## [WHAT THE EXERCISE ASKS]
Find the line that contains "pub mod rpc;"; then retype it and each line after it, exactly, through the final line of the data below.

Stored data
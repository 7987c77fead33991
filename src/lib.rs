//! Client data layer for the Transcendence DAO program.
//!
//! [`ledger`] holds the on-chain record model: addresses, the account codec, instruction
//! builders and transaction signing. [`sync`] keeps a local view of those records
//! current through tiered reads, a durable cache and push notifications. [`rpc`] is the
//! network transport.

pub mod config;
pub mod ledger;
pub mod rpc;
pub mod sync;
pub mod utils;

pub use config::{ConfigError, SyncConfig};
pub use rpc::{Commitment, RpcClient, RpcError};
pub use sync::{SyncError, SyncOrchestrator, WriteOutcome};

## [RESPONSE AREA]
pub mod rpc;
pub mod sync;
pub mod utils;

pub use config::{ConfigError, SyncConfig};
pub use rpc::{Commitment, RpcClient, RpcError};
pub use sync::{SyncError, SyncOrchestrator, WriteOutcome};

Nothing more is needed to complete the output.